= Data shown =
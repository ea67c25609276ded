use sha2::{Digest, Sha256};
use sqlx::sqlite::{SqliteConnectOptions, SqlitePoolOptions};
use sqlx::{Row, SqlitePool};
use std::str::FromStr;

#[derive(Debug, thiserror::Error)]
pub enum StoreError {
    #[error("database error: {0}")]
    Database(#[from] sqlx::Error),
}

/// Credential store: one table, username -> password hash. Passwords are
/// stored as hex-encoded unsalted SHA-256, matching the legacy records this
/// store inherits.
#[derive(Clone)]
pub struct UserStore {
    pool: SqlitePool,
}

fn hash_password(password: &str) -> String {
    hex::encode(Sha256::digest(password.as_bytes()))
}

impl UserStore {
    pub async fn connect(database_url: &str) -> Result<Self, StoreError> {
        let options = SqliteConnectOptions::from_str(database_url)?.create_if_missing(true);
        let pool = SqlitePoolOptions::new().connect_with(options).await?;
        let store = Self { pool };
        store.init_schema().await?;
        Ok(store)
    }

    async fn init_schema(&self) -> Result<(), StoreError> {
        sqlx::query("CREATE TABLE IF NOT EXISTS users (username TEXT PRIMARY KEY, password TEXT)")
            .execute(&self.pool)
            .await?;
        Ok(())
    }

    /// Inserts a new credential. Returns false when the username is already
    /// taken; the primary-key constraint settles concurrent signups.
    pub async fn create(&self, username: &str, password: &str) -> Result<bool, StoreError> {
        let result = sqlx::query("INSERT INTO users (username, password) VALUES (?1, ?2)")
            .bind(username)
            .bind(hash_password(password))
            .execute(&self.pool)
            .await;

        match result {
            Ok(_) => Ok(true),
            Err(sqlx::Error::Database(e)) if e.is_unique_violation() => Ok(false),
            Err(e) => Err(e.into()),
        }
    }

    /// True iff a row exists for the username and the stored hash matches
    /// the hash of the supplied password.
    pub async fn verify(&self, username: &str, password: &str) -> Result<bool, StoreError> {
        let row = sqlx::query("SELECT password FROM users WHERE username = ?1")
            .bind(username)
            .fetch_optional(&self.pool)
            .await?;

        Ok(match row {
            Some(row) => row.get::<String, _>("password") == hash_password(password),
            None => false,
        })
    }

    #[cfg(test)]
    async fn count(&self, username: &str) -> i64 {
        sqlx::query("SELECT COUNT(*) AS n FROM users WHERE username = ?1")
            .bind(username)
            .fetch_one(&self.pool)
            .await
            .unwrap()
            .get("n")
    }
}
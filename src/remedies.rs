use std::collections::HashMap;

use lazy_static::lazy_static;
use serde::{Deserialize, Serialize};

/// Static advisory text for one disease label.
#[derive(Debug, Clone, PartialEq, Serialize, Deserialize)]
pub struct RemedyRecord {
    pub description: String,
    pub management: Vec<String>,
    pub solutions: Vec<String>,
}

fn record(description: &str, management: &[&str], solutions: &[&str]) -> RemedyRecord {
    RemedyRecord {
        description: description.to_string(),
        management: management.iter().map(|s| s.to_string()).collect(),
        solutions: solutions.iter().map(|s| s.to_string()).collect(),
    }
}

lazy_static! {
    static ref REMEDY_TABLE: HashMap<&'static str, RemedyRecord> = {
        let mut table = HashMap::new();
        table.insert(
            "bacterial_leaf_blight",
            record(
                "Bacterial Leaf Blight is a serious bacterial disease that can significantly reduce yield.",
                &[
                    "Use certified, disease-free seeds and resistant rice varieties.",
                    "Avoid water stagnation and ensure good field drainage.",
                    "Maintain proper plant spacing to improve air flow.",
                ],
                &[
                    "Introduce resistant rice varieties in endemic areas.",
                    "Follow balanced fertilizer application based on soil testing.",
                    "Implement integrated pest and disease management.",
                    "Schedule regular scouting to detect early symptoms.",
                ],
            ),
        );
        table.insert(
            "brown_spot",
            record(
                "Brown Spot is caused by the fungus Cochliobolus miyabeanus and affects seedlings to maturity stage.",
                &[
                    "Apply protective fungicides like Mancozeb or Carbendazim.",
                    "Ensure well-drained fields and avoid waterlogging.",
                    "Improve soil fertility by applying balanced NPK fertilizers and organic compost.",
                    "Avoid dense planting and ensure adequate sunlight penetration.",
                ],
                &[
                    "Avoid water stress during seedling stage.",
                    "Use high-quality seeds to prevent initial infection.",
                    "Rotate crops with non-host plants to break disease cycle.",
                ],
            ),
        );
        table.insert(
            "healthy",
            record(
                "The plant appears healthy and shows no visible signs of disease.",
                &[
                    "Conduct routine field inspections.",
                    "Apply balanced fertilizers at recommended stages.",
                    "Use crop rotation to minimize pest and disease build-up.",
                    "Ensure proper water management and avoid over-irrigation.",
                ],
                &[
                    "Maintain integrated crop management practices.",
                    "Ensure timely irrigation and nutrient supply.",
                    "Protect against pests preventatively.",
                ],
            ),
        );
        table.insert(
            "hispa",
            record(
                "Hispa (Dicladispa armigera) is a rice leaf insect pest that scrapes chlorophyll and feeds on leaf tissue.",
                &[
                    "Manually pick and destroy larvae and adult beetles.",
                    "Spray insecticides such as Chlorpyrifos 20 EC (2.5 ml/L) or Quinalphos during early infestation.",
                    "Avoid excess nitrogen use which attracts Hispa.",
                    "Encourage natural predators like ladybird beetles and spiders.",
                ],
                &[
                    "Destroy crop residues after harvest to kill pupae.",
                    "Avoid staggered planting to break pest cycle.",
                    "Encourage biological control through predators.",
                ],
            ),
        );
        table.insert(
            "leaf_blast",
            record(
                "Leaf Blast is a destructive fungal disease caused by Magnaporthe oryzae, affecting leaves, nodes, and panicles.",
                &[
                    "Use blast-resistant rice varieties (e.g., IR64, BPT5204).",
                    "Apply Tricyclazole 75 WP at 0.6g/L when symptoms appear.",
                    "Avoid high doses of nitrogen especially during early tillering.",
                ],
                &[
                    "Ensure good water management to avoid drought stress.",
                    "Spray fungicides preventively in blast-prone areas.",
                    "Plant resistant cultivars adapted to local climate.",
                ],
            ),
        );
        table.insert(
            "leaf_scald",
            record(
                "Leaf Scald is caused by the fungus Microdochium oryzae, and typically appears as straw-colored lesions.",
                &[
                    "Apply Potassium-based balanced fertilizers to increase plant vigor.",
                    "Avoid excessive nitrogen which promotes soft tissue prone to infection.",
                    "Remove infected leaves and improve air circulation between rows.",
                    "Apply Propiconazole or Azoxystrobin fungicides if disease is severe.",
                ],
                &[
                    "Maintain field hygiene and remove alternate hosts.",
                    "Avoid excessive nitrogen use.",
                    "Apply foliar fungicides early at disease onset.",
                ],
            ),
        );
        table.insert(
            "narrow_brown_spot",
            record(
                "Narrow Brown Spot (Cercospora oryzae) affects rice during reproductive stages, causing narrow brown lesions on leaves.",
                &[
                    "Spray fungicides like Propiconazole or Hexaconazole during early detection.",
                    "Grow tolerant varieties suited for humid environments.",
                    "Avoid heavy irrigation during late growth stages.",
                ],
                &[
                    "Ensure timely irrigation but avoid waterlogging.",
                    "Use recommended fungicides based on severity.",
                    "Adopt resistant or tolerant cultivars.",
                ],
            ),
        );
        table.insert(
            "tungro",
            record(
                "Tungro is a viral disease transmitted by green leafhoppers (Nephotettix virescens), causing stunted growth and yellowing.",
                &[
                    "Plant Tungro-tolerant or resistant rice varieties like UPLRi-5, PSBRc82.",
                    "Control leafhopper vectors using insecticides such as Imidacloprid or Thiamethoxam.",
                    "Remove infected plants immediately to reduce disease spread.",
                ],
                &[
                    "Destroy infected crop residues promptly.",
                    "Synchronize planting across the region.",
                    "Monitor vector populations using sticky traps.",
                ],
            ),
        );
        table
    };
}

/// Case-insensitive lookup against the static table. Total: unknown labels
/// get the fixed placeholder record.
pub fn get_remedy(disease: &str) -> RemedyRecord {
    REMEDY_TABLE
        .get(disease.to_lowercase().as_str())
        .cloned()
        .unwrap_or_else(|| {
            record(
                "No remedy information available.",
                &["Please consult an agricultural expert."],
                &[],
            )
        })
}

#[cfg(test)]
mod tests {
    use super::*;

    #[test]
    fn lookup_is_case_insensitive() {
        assert_eq!(get_remedy("healthy"), get_remedy("HEALTHY"));
        assert_eq!(get_remedy("Leaf_Blast"), get_remedy("leaf_blast"));
    }

    #[test]
    fn known_labels_return_their_records() {
        let healthy = get_remedy("healthy");
        assert_eq!(
            healthy.description,
            "The plant appears healthy and shows no visible signs of disease."
        );
        assert_eq!(healthy.management.len(), 4);
        assert_eq!(healthy.solutions.len(), 3);
    }

    #[test]
    fn unknown_labels_return_the_placeholder() {
        let fallback = get_remedy("definitely_not_a_disease");
        assert_eq!(fallback.description, "No remedy information available.");
        assert_eq!(
            fallback.management,
            vec!["Please consult an agricultural expert.".to_string()]
        );
        assert!(fallback.solutions.is_empty());
    }

    #[test]
    fn every_class_label_has_a_record() {
        for label in [
            "bacterial_leaf_blight",
            "brown_spot",
            "healthy",
            "hispa",
            "leaf_blast",
            "leaf_scald",
            "narrow_brown_spot",
            "tungro",
        ] {
            let remedy = get_remedy(label);
            assert_ne!(remedy.description, "No remedy information available.");
            assert!(!remedy.management.is_empty());
        }
    }
}
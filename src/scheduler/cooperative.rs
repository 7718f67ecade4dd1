use std::time::Duration;

use tokio::task::JoinHandle;
use tokio::time::Instant;

use crate::args::PositiveU64;
use crate::pacer::Pacer;
use crate::press;

use super::RunStats;

/// Single-threaded cooperative strategy: each press is spawned as a task
/// that progresses whenever the issuing loop suspends, and the pacing
/// wait is itself a suspension point. Issuance is never throttled by
/// completions, so an interval shorter than the press delay grows the
/// in-flight set for the whole window.
pub(super) async fn run(qpm: PositiveU64, duration: Duration) -> RunStats {
    let epoch = Instant::now();
    let pacer = Pacer::new(qpm, duration, epoch);
    let mut in_flight: Vec<JoinHandle<()>> = Vec::new();

    while pacer.window_open(Instant::now()) {
        let started = Instant::now();
        in_flight.push(tokio::spawn(press::press(epoch, started)));
        tokio::time::sleep(pacer.delay_after(started.elapsed())).await;
    }

    drain(in_flight).await
}

/// Identical dispatch, but the pacing wait is a full blocking sleep. The
/// scheduler stalls with it, so in-flight presses first progress at the
/// loop's next suspension point, which is the drain.
pub(super) async fn run_with_blocking_pace(qpm: PositiveU64, duration: Duration) -> RunStats {
    let epoch = Instant::now();
    let pacer = Pacer::new(qpm, duration, epoch);
    let mut in_flight: Vec<JoinHandle<()>> = Vec::new();

    while pacer.window_open(Instant::now()) {
        let started = Instant::now();
        in_flight.push(tokio::spawn(press::press(epoch, started)));
        std::thread::sleep(pacer.delay_after(started.elapsed()));
    }

    drain(in_flight).await
}

/// Await every dispatched press; none is abandoned at window close.
async fn drain(in_flight: Vec<JoinHandle<()>>) -> RunStats {
    let issued = in_flight.len() as u64;
    let mut drained: u64 = 0;
    for handle in in_flight {
        if handle.await.is_ok() {
            drained = drained.saturating_add(1);
        }
    }
    RunStats { issued, drained }
}
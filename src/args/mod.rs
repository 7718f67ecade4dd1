//! CLI argument types and parsing helpers.
mod cli;
mod defaults;
pub(crate) mod parsers;
mod types;

#[cfg(test)]
mod test_support;

pub use cli::PressArgs;
pub use defaults::default_pool_size;
pub use types::{PositiveU64, PositiveUsize, Strategy};
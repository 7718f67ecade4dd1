use std::time::Duration;

use clap::Parser;
use tracing::{debug, warn};

use crate::args::{default_pool_size, PositiveUsize, PressArgs, Strategy};
use crate::error::{AppError, AppResult};
use crate::scheduler::{self, RunConfig};

pub(crate) fn run() -> AppResult<()> {
    let args = PressArgs::parse();
    crate::logger::init_logging(args.verbose);

    let config = build_config(&args)?;
    debug!(
        qpm = config.qpm.get(),
        duration_secs = config.duration.as_secs(),
        strategy = config.strategy.as_str(),
        "Starting run"
    );

    let stats = scheduler::run(&config)?;
    debug!(
        issued = stats.issued,
        drained = stats.drained,
        "Run complete"
    );
    Ok(())
}

fn build_config(args: &PressArgs) -> AppResult<RunConfig> {
    if args.thread_nums.is_some() && args.case != Strategy::Thread {
        warn!("--thread_nums is ignored unless --case thread is set.");
    }

    let pool_size = match args.thread_nums {
        Some(size) => size,
        None => PositiveUsize::try_from(default_pool_size()).map_err(AppError::validation)?,
    };

    Ok(RunConfig {
        qpm: args.qpm,
        duration: Duration::from_secs(args.duration),
        strategy: args.case,
        pool_size,
    })
}
use super::types::{PositiveU64, PositiveUsize};
use crate::error::{AppError, AppResult};

pub(super) fn parse_positive_u64(s: &str) -> AppResult<PositiveU64> {
    s.parse::<PositiveU64>().map_err(AppError::from)
}

pub(super) fn parse_positive_usize(s: &str) -> AppResult<PositiveUsize> {
    s.parse::<PositiveUsize>().map_err(AppError::from)
}
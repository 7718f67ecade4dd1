use clap::Parser;

use crate::error::{AppError, AppResult};

use super::PressArgs;

pub(crate) fn parse_test_args<I, T>(args: I) -> AppResult<PressArgs>
where
    I: IntoIterator<Item = T>,
    T: Into<std::ffi::OsString> + Clone,
{
    PressArgs::try_parse_from(args).map_err(AppError::from)
}
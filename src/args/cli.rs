use clap::Parser;

use super::parsers::{parse_positive_u64, parse_positive_usize};
use super::types::{PositiveU64, PositiveUsize, Strategy};

#[derive(Debug, Parser, Clone)]
#[clap(
    version,
    about = "Fixed-rate press harness - issues simulated requests at a steady QPM cadence using cooperative or thread-pool scheduling."
)]
pub struct PressArgs {
    /// Target rate (presses per minute)
    #[arg(long = "qpm", value_parser = parse_positive_u64)]
    pub qpm: PositiveU64,

    /// Run window length (seconds)
    #[arg(long = "duration")]
    pub duration: u64,

    /// Scheduling strategy
    #[arg(long = "case", value_enum)]
    pub case: Strategy,

    /// Worker pool size (only used with --case thread)
    #[arg(long = "thread_nums", value_parser = parse_positive_usize)]
    pub thread_nums: Option<PositiveUsize>,

    /// Enable verbose logging (sets log level to debug unless overridden by QPRESS_LOG/RUST_LOG)
    #[arg(long, short = 'v')]
    pub verbose: bool,
}
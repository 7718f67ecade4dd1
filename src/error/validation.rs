use thiserror::Error;

#[derive(Debug, Error)]
pub enum ValidationError {
    #[error("Invalid value: {source}")]
    InvalidNumber {
        #[source]
        source: std::num::ParseIntError,
    },
    #[error("Value must be >= {min}.")]
    ValueTooSmall { min: u64 },
    #[error("Test expectation failed: {message}")]
    TestExpectation { message: &'static str },
    #[error("Test expectation failed: {message}: {value}")]
    TestExpectationValue {
        message: &'static str,
        value: String,
    },
}
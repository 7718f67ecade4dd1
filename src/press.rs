//! The unit of work: one simulated "press" with a fixed synthetic delay.

use std::time::Duration;

use tokio::time::Instant;

/// Simulated time taken by a single press.
pub(crate) const PRESS_DELAY: Duration = Duration::from_millis(200);

/// Suspending press for the cooperative strategies. Yields back to the
/// scheduler while the simulated work is in flight, then reports its own
/// start offset and observed latency on stdout.
pub(crate) async fn press(epoch: Instant, started: Instant) {
    tokio::time::sleep(PRESS_DELAY).await;
    let elapsed = started.elapsed();
    println!("{}", press_line(started.duration_since(epoch), elapsed));
}

/// Blocking press for the thread-pool strategy. Occupies its worker
/// thread for the full simulated delay.
pub(crate) fn press_blocking(epoch: Instant, started: Instant) {
    std::thread::sleep(PRESS_DELAY);
    let elapsed = started.elapsed();
    println!("{}", press_line(started.duration_since(epoch), elapsed));
}

/// One output line per completed press: `<start> -- <elapsed>`, both in
/// seconds on the monotonic clock relative to the run epoch.
fn press_line(start: Duration, elapsed: Duration) -> String {
    format!("{} -- {}", start.as_secs_f64(), elapsed.as_secs_f64())
}
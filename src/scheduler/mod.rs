//! The rate-paced scheduling loop and its three concurrency strategies.
//!
//! All three strategies share the same loop shape: while the run window is
//! open, stamp the issuance start, dispatch one press, then sleep for the
//! pacing interval minus the issuance cost. They differ only in how a press
//! is dispatched and in what the pacing sleep stalls.

mod cooperative;
mod pool;


use std::time::Duration;

use crate::args::{PositiveU64, PositiveUsize, Strategy};
use crate::error::AppResult;

/// Everything a single run needs, resolved up front.
#[derive(Debug, Clone, Copy)]
pub struct RunConfig {
    pub qpm: PositiveU64,
    pub duration: Duration,
    pub strategy: Strategy,
    /// Worker pool size; only consulted by [`Strategy::Thread`].
    pub pool_size: PositiveUsize,
}

/// Issuance and drain counts observed by a completed run.
#[derive(Debug, Clone, Copy, Default)]
pub struct RunStats {
    /// Presses dispatched before the window closed.
    pub issued: u64,
    /// Presses joined during the drain phase. Zero for the thread-pool
    /// strategy, which submits fire-and-forget.
    pub drained: u64,
}

/// Run the configured strategy to completion, including its drain phase.
///
/// The cooperative strategies run on a current-thread runtime so that
/// presses only progress at the issuing loop's suspension points.
///
/// # Errors
///
/// Returns an error if the cooperative runtime cannot be built.
pub fn run(config: &RunConfig) -> AppResult<RunStats> {
    match config.strategy {
        Strategy::Async => {
            let runtime = tokio::runtime::Builder::new_current_thread()
                .enable_time()
                .build()?;
            Ok(runtime.block_on(cooperative::run(config.qpm, config.duration)))
        }
        Strategy::AsyncTimesleep => {
            let runtime = tokio::runtime::Builder::new_current_thread()
                .enable_time()
                .build()?;
            Ok(runtime.block_on(cooperative::run_with_blocking_pace(
                config.qpm,
                config.duration,
            )))
        }
        Strategy::Thread => Ok(pool::run(config.qpm, config.duration, config.pool_size)),
    }
}
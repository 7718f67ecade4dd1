//! Core library for the `qpress` CLI.
//!
//! This crate provides the internal building blocks used by the binary: CLI
//! argument types, the pacing logic that turns a presses-per-minute target
//! into a fixed issuance cadence, the simulated press operation, and the
//! three scheduling strategies. The primary user-facing interface is the
//! `qpress` command-line application.
pub mod args;
pub mod error;
pub mod pacer;
pub mod press;
pub mod scheduler;
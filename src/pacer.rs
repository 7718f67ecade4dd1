//! Derives the fixed issuance cadence from the target rate and tracks the
//! run window.

use std::time::Duration;

use tokio::time::Instant;

use crate::args::PositiveU64;

/// Fixed inter-issuance interval: 60/qpm seconds. Computed once per run.
pub(crate) fn interval_for(qpm: PositiveU64) -> Duration {
    Duration::from_secs_f64(60.0 / qpm.get() as f64)
}

pub(crate) struct Pacer {
    interval: Duration,
    deadline: Instant,
}

impl Pacer {
    pub(crate) fn new(qpm: PositiveU64, duration: Duration, now: Instant) -> Self {
        Self {
            interval: interval_for(qpm),
            deadline: now + duration,
        }
    }

    /// True while new presses may still be issued.
    pub(crate) fn window_open(&self, now: Instant) -> bool {
        now < self.deadline
    }

    /// Delay until the next issuance, accounting for the wall-clock cost
    /// of the issuance step itself. Never negative: a step that overruns
    /// the interval yields a zero delay, so sustained overhead drifts the
    /// cadence rather than being repaid.
    pub(crate) fn delay_after(&self, issue_cost: Duration) -> Duration {
        self.interval.saturating_sub(issue_cost)
    }
}
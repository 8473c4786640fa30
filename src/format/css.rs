use crate::registry::StyleRegistry;

/// Render every declaration inside a single `:root` block.
///
/// Colors are separated by a blank line, declarations keep shade order.
pub fn render_stylesheet(registry: &StyleRegistry) -> String {
    let body = registry
        .iter()
        .filter(|(_, set)| !set.is_empty())
        .map(|(_, set)| {
            set.values()
                .map(String::as_str)
                .collect::<Vec<_>>()
                .join("\n  ")
        })
        .collect::<Vec<_>>()
        .join("\n\n  ");

    if body.is_empty() {
        ":root {\n}\n".to_string()
    } else {
        format!(":root {{\n  {}\n}}\n", body)
    }
}
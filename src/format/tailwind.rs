//! Tailwind theme fragment rendering.
//!
//! The fragment is a CommonJS module. Keys that are plain identifiers or
//! canonical integers (e.g. `50`, `DEFAULT`) are written bare; everything
//! else is single-quoted.

use std::fmt::Write;

use crate::registry::ThemeRegistry;

const INDENT: &str = "  ";

/// A JavaScript object literal value.
#[derive(Debug, Clone, PartialEq, Eq)]
pub enum Value {
    Str(String),
    Object(ObjectLiteral),
}

/// Ordered key/value pairs of a JavaScript object literal.
#[derive(Debug, Clone, Default, PartialEq, Eq)]
pub struct ObjectLiteral {
    entries: Vec<(String, Value)>,
}

impl ObjectLiteral {
    pub fn new() -> Self {
        Self::default()
    }

    /// Builder-style insert.
    pub fn with(mut self, key: impl Into<String>, value: Value) -> Self {
        self.push(key, value);
        self
    }

    pub fn push(&mut self, key: impl Into<String>, value: Value) {
        self.entries.push((key.into(), value));
    }

    pub fn is_empty(&self) -> bool {
        self.entries.is_empty()
    }

    /// Render with two-space indentation, the opening brace at the current
    /// position and nested lines indented by `depth` levels.
    pub fn render(&self, depth: usize) -> String {
        let mut out = String::new();
        self.write_to(&mut out, depth);
        out
    }

    fn write_to(&self, out: &mut String, depth: usize) {
        if self.entries.is_empty() {
            out.push_str("{}");
            return;
        }

        out.push_str("{\n");
        let inner = INDENT.repeat(depth + 1);
        for (i, (key, value)) in self.entries.iter().enumerate() {
            out.push_str(&inner);
            out.push_str(&render_key(key));
            out.push_str(": ");
            match value {
                Value::Str(s) => out.push_str(&quote(s)),
                Value::Object(obj) => obj.write_to(out, depth + 1),
            }
            if i + 1 < self.entries.len() {
                out.push(',');
            }
            out.push('\n');
        }
        out.push_str(&INDENT.repeat(depth));
        out.push('}');
    }
}

impl From<&ThemeRegistry> for ObjectLiteral {
    fn from(registry: &ThemeRegistry) -> Self {
        let mut colors = ObjectLiteral::new();
        for (name, set) in registry.iter() {
            let shades = set
                .iter()
                .fold(ObjectLiteral::new(), |obj, (key, expr)| {
                    obj.with(key.clone(), Value::Str(expr.clone()))
                });
            colors.push(name.clone(), Value::Object(shades));
        }
        colors
    }
}

/// Render the full `module.exports` fragment extending the theme colors.
pub fn render_tailwind_config(registry: &ThemeRegistry) -> String {
    let root = ObjectLiteral::new().with(
        "theme",
        Value::Object(ObjectLiteral::new().with(
            "extend",
            Value::Object(
                ObjectLiteral::new().with("colors", Value::Object(ObjectLiteral::from(registry))),
            ),
        )),
    );

    format!("module.exports = {};\n", root.render(0))
}

fn render_key(key: &str) -> String {
    if is_identifier(key) || is_canonical_integer(key) {
        key.to_string()
    } else {
        quote(key)
    }
}

fn is_identifier(key: &str) -> bool {
    let mut chars = key.chars();
    match chars.next() {
        Some(c) if c.is_ascii_alphabetic() || c == '_' || c == '$' => {}
        _ => return false,
    }
    chars.all(|c| c.is_ascii_alphanumeric() || c == '_' || c == '$')
}

// `050` is not the same property as `50`, so leading zeros stay quoted.
fn is_canonical_integer(key: &str) -> bool {
    !key.is_empty()
        && key.bytes().all(|b| b.is_ascii_digit())
        && (key == "0" || !key.starts_with('0'))
}

/// Single-quoted JavaScript string literal.
fn quote(s: &str) -> String {
    let mut out = String::with_capacity(s.len() + 2);
    out.push('\'');
    for c in s.chars() {
        match c {
            '\'' => out.push_str("\\'"),
            '\\' => out.push_str("\\\\"),
            '\n' => out.push_str("\\n"),
            '\r' => out.push_str("\\r"),
            '\t' => out.push_str("\\t"),
            c if c.is_control() => {
                let _ = write!(out, "\\u{:04x}", c as u32);
            }
            c => out.push(c),
        }
    }
    out.push('\'');
    out
}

= What you need to do =
Going through the entries above, tally each line that has the word "timely". Answer with the number only.

= Exercise response =
2